A brief stay on Korčula, by way of Hvar

Korčula town (right) from our balcony, with a view across the Strait of Pelješac to the Pelješac peninsula

When J&I were planning our invasion of the Austro-Hungarian Empire, we knew that we wanted to visit Split and Dubrovnik during Part B of our adventure (Part A being the bike trip along the Danube to Vienna with F&J2). These were the two most obvious highlights of Croatia’s Dalmatian coast.

But when you look more closely at a map of the Dalmatian coast (such as the 1911 map from Baedeker, below) you can’t help noticing all the islands lying just off the Croatian mainland. They beckoned.

A bit more research revealed that many of these islands were served by regular ferry service, which led to the bright idea: we could island-hop to get from Split down to Dubrovnik! And this is what we’ve done.

The Dalmatian coast, circa 1911

At the end of the previous episode, J&I were boarding the M/T “Zadar” in Split harbour, bound for the port of Stari Grad on the island of Hvar. We’d allocated a mere two nights of our month-long itinerary to get ourselves from Split down to Dubrovnik, and had opted to spend both nights on Korčula, and just a single day on Hvar. This was hardly fair to either island, but it was the best that we could manage this time around.

What follows is a brief account of our brief encounters with those two Dalmatian islands (from a total of what Wikipedia claims is seventy-nine Dalmatian islands—and ~500 islets).

Hvar

The crossing from Split to Stari Grad takes about two hours, and a bus will take you across the island from Stari Grad to the town of Hvar—which is where all the action is.

The harbour of Hvar is ringed with what feels like countless restaurants, all of them offering outdoor tables and a gorgeous view. There are even more restaurants and shops in the narrow streets which step up from the waterfront towards the fortress.

At Hvar’s harbour front you’ll also find half a dozen boats tied up and waiting, each one with a tout encouraging you to hop aboard for a 3-hour cruise of the Pakleni Islands, the chain of small islands just opposite the harbour’s mouth.

All the hubbub and the activity around the harbour, and all the products on offer in the local shops, quickly confirmed my first impression of Hvar, which is that this part of Hvar, at least, is aimed entirely at tourists; I kept wondering where the locals lived and where they ate, or where they took their coffees.

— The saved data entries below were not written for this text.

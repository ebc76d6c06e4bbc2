use std::fmt;

/// Lifecycle transition that failed.
#[derive(Clone, Copy, Debug, PartialEq, Eq)]
pub enum LifecyclePhase {
    Init,
    Start,
    Stop,
}

impl fmt::Display for LifecyclePhase {
    fn fmt(&self, f: &mut fmt::Formatter<'_>) -> fmt::Result {
        f.write_str(match self {
            Self::Init => "init",
            Self::Start => "start",
            Self::Stop => "stop",
        })
    }
}

/// Errors raised by modules and the module registry.
#[derive(Debug, Clone, PartialEq, Eq, thiserror::Error)]
pub enum ModuleError {
    /// A module declined a record.
    #[error("module '{module}' rejected record: {reason}")]
    Rejected { module: String, reason: String },

    #[error("module already registered: {0}")]
    DuplicateModuleId(String),

    #[error("module '{module}' depends on unregistered module '{dependency}'")]
    MissingDependency { module: String, dependency: String },

    /// No constructor is known for the configured module id.
    #[error("unknown module: {0}")]
    UnknownModule(String),

    #[error("module '{module}' {phase} failed: {reason}")]
    Lifecycle {
        module: String,
        phase: LifecyclePhase,
        reason: String,
    },

    #[error("module '{module}' configuration error: {reason}")]
    Config { module: String, reason: String },
}

impl ModuleError {
    pub fn rejected(module: impl Into<String>, reason: impl Into<String>) -> Self {
        Self::Rejected {
            module: module.into(),
            reason: reason.into(),
        }
    }

    pub fn lifecycle(
        module: impl Into<String>,
        phase: LifecyclePhase,
        reason: impl fmt::Display,
    ) -> Self {
        Self::Lifecycle {
            module: module.into(),
            phase,
            reason: reason.to_string(),
        }
    }
}
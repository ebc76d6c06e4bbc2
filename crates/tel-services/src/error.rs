/// Errors from service registration and lookup.
#[derive(Debug, Clone, PartialEq, Eq, thiserror::Error)]
pub enum ServiceError {
    #[error("service not found: {0}")]
    NotFound(String),

    #[error("service already registered: {0}")]
    AlreadyRegistered(String),

    #[error("service '{name}' has type {actual}, requested {expected}")]
    WrongType {
        name: String,
        expected: &'static str,
        actual: &'static str,
    },
}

It’s the standard traveller’s conundrum: how to avoid the machinery of mass tourism when you’re part of it?

Korčula

Our first impression of Korčula—arriving in the port at dusk; seeing the sunset and the streetlights reflected in the quiet water; walking through the empty streets to our sobe with a view—was: “We love it here!”

The view from our balcony towards Korčula town: night

And after our first night on Korčula—waking to a view of dawn breaking behind St Mark’s Cathedral; watching as sunlight slowly illuminated the water just across the road; a morning swim—we’d begun to daydream of spending an entire winter on Korčula. I could picture Lawrence Durrell and Henry Miller holed up in side-by-side stone houses, halfway up the hill behind the town; Korčula just felt like that kind of place.

Talking with some locals helped to temper this rosy bit of self-delusion, and perhaps we’d been swayed by this unusually long stretch of fine weather. The streets of Korčula were quiet, and you could always find a table at a good café. But we’d started to notice that the local restaurants, cafés and shops were shutting down. We learned that many of the locals head to Zagreb and elsewhere in search of work when the tourist season ends. Now, at the tag end of the tourist season, we could almost persuade ourselves that there were relatively few of “us.” But you gradually accept that a winter on Korčula wouldn’t be quite the same as our idyllic two-night-and-one-day stay. Still: the daydream was lovely while it lasted; and: you never know!

The final stage of our prolonged invasion of the Empire begins when we catch the morning catamaran from Korčula to Dubrovnik. We’ll meet you there.